Personal information
- Born: Jules Charles Prévost 26 April 1871 Lens, France
- Died: 31 December 1947 (aged 76) Magny-Danigon, France
- Height: 1.62 m (5 ft 4 in)

Team information
- Discipline: Road
- Role: Rider

Professional teams
- 1904: La Française
- 1905: Saving

= Charles Prévost (cyclist) =

French cyclist

Jules Charles Prévost (26 April 1871 – 31 December 1947) was a French professional road cyclist active in the early 20th century.

== Biography ==
Prevost was born in Lens on 26 April 1871. He was the brother of cyclists and Eugène Prévost (1863-1961) and Noël Prévost (born 1866); who both also competed in the Tour de France.

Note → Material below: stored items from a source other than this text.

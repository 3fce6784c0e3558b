//! All setting definitions with their default values.

use std::collections::HashMap;
use std::sync::LazyLock;

type DefTuple = (&'static str, &'static str, &'static str);

const DEFS: &[DefTuple] = &[
    (
        "PROFILE_NAME",
        "",
        "Display name shown on the profile screen",
    ),
    (
        "PROFILE_EMAIL",
        "",
        "Contact e-mail shown on the profile screen",
    ),
    (
        "FILTER_BY_INTERESTS",
        "true",
        "Show ads matching your interests first in the All category",
    ),
    (
        "NOTIFICATIONS_ENABLED",
        "true",
        "Receive notifications about new ads and rewards",
    ),
    (
        "EMAIL_UPDATES",
        "false",
        "Receive offers and updates by e-mail",
    ),
];

/// A single setting definition.
#[derive(Debug, Clone)]
pub struct SettingDef {
    pub key: &'static str,
    pub default: &'static str,
    pub description: &'static str,
}

/// Global setting definitions indexed by key.
pub static DEFAULT_SETTINGS: LazyLock<HashMap<&'static str, SettingDef>> = LazyLock::new(|| {
    DEFS.iter()
        .map(|&(key, default, description)| {
            (
                key,
                SettingDef {
                    key,
                    default,
                    description,
                },
            )
        })
        .collect()
});

/// Get the default value for a setting key, or `None` if not defined.
pub fn get_default(key: &str) -> Option<&'static str> {
    DEFAULT_SETTINGS.get(key).map(|d| d.default)
}
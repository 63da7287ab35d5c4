//! Field rules and the registry that holds them.

use carematch_core::{AssessmentDraft, Field, FieldValue};
use std::collections::BTreeMap;

/// A single check on a field.
#[derive(Debug, Clone, PartialEq, Eq)]
pub enum FieldRule {
    /// The field must hold a value
    Required,
    /// An integer value must lie in `min..=max`
    Range {
        /// Lowest accepted value
        min: i64,
        /// Highest accepted value
        max: i64,
    },
}

impl FieldRule {
    /// Evaluate the rule; `Some(message)` on failure.
    pub fn check(&self, field: Field, value: &FieldValue) -> Option<String> {
        match self {
            FieldRule::Required => {
                if value.is_present() {
                    None
                } else {
                    Some(format!("{} is required", field))
                }
            }
            FieldRule::Range { min, max } => match value.as_integer() {
                Some(v) if v < *min || v > *max => {
                    Some(format!("{} must be between {} and {}", field, min, max))
                }
                _ => None,
            },
        }
    }
}

/// Format rules per field, evaluated after the presence check.
///
/// `Required` is never stored here: whether a field is required depends on
/// the step being validated, not on the field.
#[derive(Debug, Clone)]
pub struct RuleRegistry {
    rules: BTreeMap<Field, Vec<FieldRule>>,
}

impl RuleRegistry {
    /// Create an empty registry.
    pub fn new() -> Self {
        Self {
            rules: BTreeMap::new(),
        }
    }

    /// Standard assessment rules.
    ///
    /// ADL levels are 1..=3, the LTCI grade 1..=8 and the birth year
    /// `min_birth_year..=current_year`.
    pub fn standard(current_year: i64, min_birth_year: i64) -> Self {
        let mut registry = Self::new();
        for field in Field::ADL {
            registry.register(field, FieldRule::Range { min: 1, max: 3 });
        }
        registry.register(Field::LtciGrade, FieldRule::Range { min: 1, max: 8 });
        registry.register(
            Field::BirthYear,
            FieldRule::Range {
                min: min_birth_year,
                max: current_year,
            },
        );
        registry
    }

    /// Register a rule for a field. Rules run in registration order.
    pub fn register(&mut self, field: Field, rule: FieldRule) {
        self.rules.entry(field).or_default().push(rule);
    }

    /// Rules registered for a field.
    pub fn get(&self, field: Field) -> &[FieldRule] {
        self.rules.get(&field).map(Vec::as_slice).unwrap_or(&[])
    }

    /// Run the format rules for a present value; first failure wins.
    ///
    /// Absent values always pass: absence is only an error where the step
    /// requires the field.
    pub fn check_present(&self, field: Field, draft: &AssessmentDraft) -> Option<String> {
        let value = draft.get(field);
        if !value.is_present() {
            return None;
        }
        self.get(field).iter().find_map(|rule| rule.check(field, &value))
    }
}

impl Default for RuleRegistry {
    fn default() -> Self {
        Self::new()
    }
}
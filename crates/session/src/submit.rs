//! Submission collaborator.

use std::collections::BTreeMap;
use std::path::PathBuf;
use std::sync::Arc;
use std::time::Duration;
use async_trait::async_trait;
use carematch_core::{AssessmentDraft, MemberId, SubmissionId, Time};
use serde::{Deserialize, Serialize};

use crate::clock::{Clock, SystemClock};

/// Why a submission failed. The draft is always kept on failure.
#[derive(Debug, Clone, PartialEq, Eq, thiserror::Error)]
pub enum SubmitError {
    /// The request never reached the server or the reply never came back
    #[error("network error: {0}")]
    Network(String),

    /// The server rejected field values
    #[error("submission rejected: {}", summarize(.errors))]
    Validation {
        /// Field name -> message, as reported by the server
        errors: BTreeMap<String, String>,
    },

    /// The server failed
    #[error("server error {status}: {message}")]
    Server {
        /// HTTP status
        status: u16,
        /// Body or reason
        message: String,
    },
}

fn summarize(errors: &BTreeMap<String, String>) -> String {
    errors
        .iter()
        .map(|(field, message)| format!("{}: {}", field, message))
        .collect::<Vec<_>>()
        .join("; ")
}

/// Acknowledgement of an accepted submission.
#[derive(Debug, Clone, PartialEq, Eq, Serialize, Deserialize)]
#[serde(rename_all = "camelCase")]
pub struct SubmissionReceipt {
    /// Submission id
    pub id: SubmissionId,

    /// Member the assessment was for
    pub member_id: MemberId,

    /// When it was accepted
    pub submitted_at: Time,
}

/// Accepts a finished draft.
///
/// Implementations own any timeout or retry policy; the session issues
/// exactly one call per submission attempt.
#[async_trait]
pub trait Submitter: Send + Sync {
    /// Submit the draft.
    async fn submit(&self, draft: &AssessmentDraft) -> Result<SubmissionReceipt, SubmitError>;
}

/// JSON-over-HTTP submitter.
pub struct HttpSubmitter {
    client: reqwest::Client,
    endpoint: String,
    clock: Arc<dyn Clock>,
}

/// Body of a 400/422 reply.
#[derive(Debug, Deserialize)]
struct ValidationBody {
    #[serde(default)]
    errors: BTreeMap<String, String>,
}

/// Body of a 2xx reply; the server may omit any of it.
#[derive(Debug, Deserialize)]
#[serde(rename_all = "camelCase")]
struct AcceptedBody {
    id: Option<SubmissionId>,
    submitted_at: Option<Time>,
}

impl HttpSubmitter {
    /// Create a submitter posting to `endpoint`.
    pub fn new(endpoint: impl Into<String>, timeout: Duration) -> Result<Self, reqwest::Error> {
        let client = reqwest::Client::builder().timeout(timeout).build()?;
        Ok(Self {
            client,
            endpoint: endpoint.into(),
            clock: Arc::new(SystemClock),
        })
    }

    /// Use a different clock for locally stamped receipts.
    pub fn with_clock(mut self, clock: Arc<dyn Clock>) -> Self {
        self.clock = clock;
        self
    }
}

#[async_trait]
impl Submitter for HttpSubmitter {
    async fn submit(&self, draft: &AssessmentDraft) -> Result<SubmissionReceipt, SubmitError> {
        tracing::debug!("POST {} for member {}", self.endpoint, draft.member_id);

        let response = self
            .client
            .post(&self.endpoint)
            .json(draft)
            .send()
            .await
            .map_err(|e| SubmitError::Network(e.to_string()))?;

        let status = response.status();
        let body = response
            .text()
            .await
            .map_err(|e| SubmitError::Network(e.to_string()))?;

        if status.is_success() {
            let accepted: Option<AcceptedBody> = serde_json::from_str(&body).ok();
            let (id, submitted_at) = match accepted {
                Some(a) => (a.id, a.submitted_at),
                None => (None, None),
            };
            return Ok(SubmissionReceipt {
                id: id.unwrap_or_default(),
                member_id: draft.member_id.clone(),
                submitted_at: submitted_at.unwrap_or_else(|| self.clock.now()),
            });
        }

        if status == reqwest::StatusCode::BAD_REQUEST
            || status == reqwest::StatusCode::UNPROCESSABLE_ENTITY
        {
            if let Ok(parsed) = serde_json::from_str::<ValidationBody>(&body) {
                if !parsed.errors.is_empty() {
                    return Err(SubmitError::Validation { errors: parsed.errors });
                }
            }
        }

        Err(SubmitError::Server {
            status: status.as_u16(),
            message: if body.is_empty() {
                status.canonical_reason().unwrap_or("unknown").to_string()
            } else {
                body
            },
        })
    }
}

/// Writes each submission as a JSON file into a directory, for hosts
/// without a backend.
pub struct OutboxSubmitter {
    dir: PathBuf,
    clock: Arc<dyn Clock>,
}

/// What the outbox writes.
#[derive(Debug, Clone, Serialize, Deserialize)]
#[serde(rename_all = "camelCase")]
pub struct OutboxEntry {
    /// Acknowledgement
    pub receipt: SubmissionReceipt,
    /// Submitted draft
    pub draft: AssessmentDraft,
}

impl OutboxSubmitter {
    /// Create an outbox in `dir`.
    pub fn new(dir: impl Into<PathBuf>, clock: Arc<dyn Clock>) -> Self {
        Self {
            dir: dir.into(),
            clock,
        }
    }
}

#[async_trait]
impl Submitter for OutboxSubmitter {
    async fn submit(&self, draft: &AssessmentDraft) -> Result<SubmissionReceipt, SubmitError> {
        // A local write failure is reported as a transport failure.
        let io = |e: std::io::Error| SubmitError::Network(format!("outbox: {}", e));

        let receipt = SubmissionReceipt {
            id: SubmissionId::new(),
            member_id: draft.member_id.clone(),
            submitted_at: self.clock.now(),
        };
        let entry = OutboxEntry {
            receipt: receipt.clone(),
            draft: draft.clone(),
        };
        let json = serde_json::to_string_pretty(&entry)
            .map_err(|e| SubmitError::Network(format!("outbox: {}", e)))?;

        tokio::fs::create_dir_all(&self.dir).await.map_err(io)?;
        let path = self.dir.join(format!("{}.json", receipt.id));
        tokio::fs::write(&path, json.as_bytes()).await.map_err(io)?;

        tracing::info!("Queued submission {} in {}", receipt.id, path.display());
        Ok(receipt)
    }
}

Prévost began competing in the early 1900s, riding both one-day classics and stage races. He achieved notable placings in Paris–Roubaix, finishing 12th in the 1901 Paris–Roubaix and 13th in the 1902 Paris–Roubaix. In 1901 he finished eight in Bruxelles–Roubaix.

He became a professional and rode with La Française in 1904 and with Saving in 1905. He competed in the 1904 Tour de France and 1905 Tour de France. His best achievement was the 8th place at the 1904 edition on stage 5 (Bordeaux–Nantes).

Prévost died on 31 December 1947 at the age of 76. The last year he competed was in 1906 as an individual with his best result the 10th place in Paris–Tourcoing.